American author (born 1965)

Kristen Britain (born October 18, 1965) is an American author. She is the author of the fantasy series Green Rider which includes the eponymous first volume (nominated for the Crawford Award), First Rider's Call, The High King's Tomb, Blackveil (nominated for the David Gemmell Legend Award), and Mirror Sight.

==Early life and education==
Britain grew up in the Finger Lakes region of New York State, where she started her first novel — an undersea fantasy featuring herself and her friends — at the age of nine.

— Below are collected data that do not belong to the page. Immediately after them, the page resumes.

//! search-agent CLI entry point.

use std::io::Write;

use anyhow::Context;
use clap::Parser;
use search_agent::cli::{Cli, execute};
use tracing_subscriber::EnvFilter;

fn main() -> anyhow::Result<()> {
    let cli = Cli::parse();

    // RUST_LOG wins; otherwise warn, or debug with --verbose.
    let default_level = if cli.verbose { "debug" } else { "warn" };
    let filter =
        EnvFilter::try_from_default_env().unwrap_or_else(|_| EnvFilter::new(default_level));
    tracing_subscriber::fmt()
        .with_env_filter(filter)
        .with_writer(std::io::stderr)
        .with_target(false)
        .init();

    let output = execute(&cli)?;

    let mut stdout = std::io::stdout().lock();
    writeln!(stdout, "{}", output.trim_end()).context("failed to write output")?;
    Ok(())
}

She published her first book, a cartoon collection called Horses and Horsepeople, at the age of thirteen.

After completing her degree in film production, with a minor in writing, at Ithaca College in 1987, she went to work for the National Park Service in 1988 after a conversation with a park ranger during a visit to Women's Rights National Historical Park.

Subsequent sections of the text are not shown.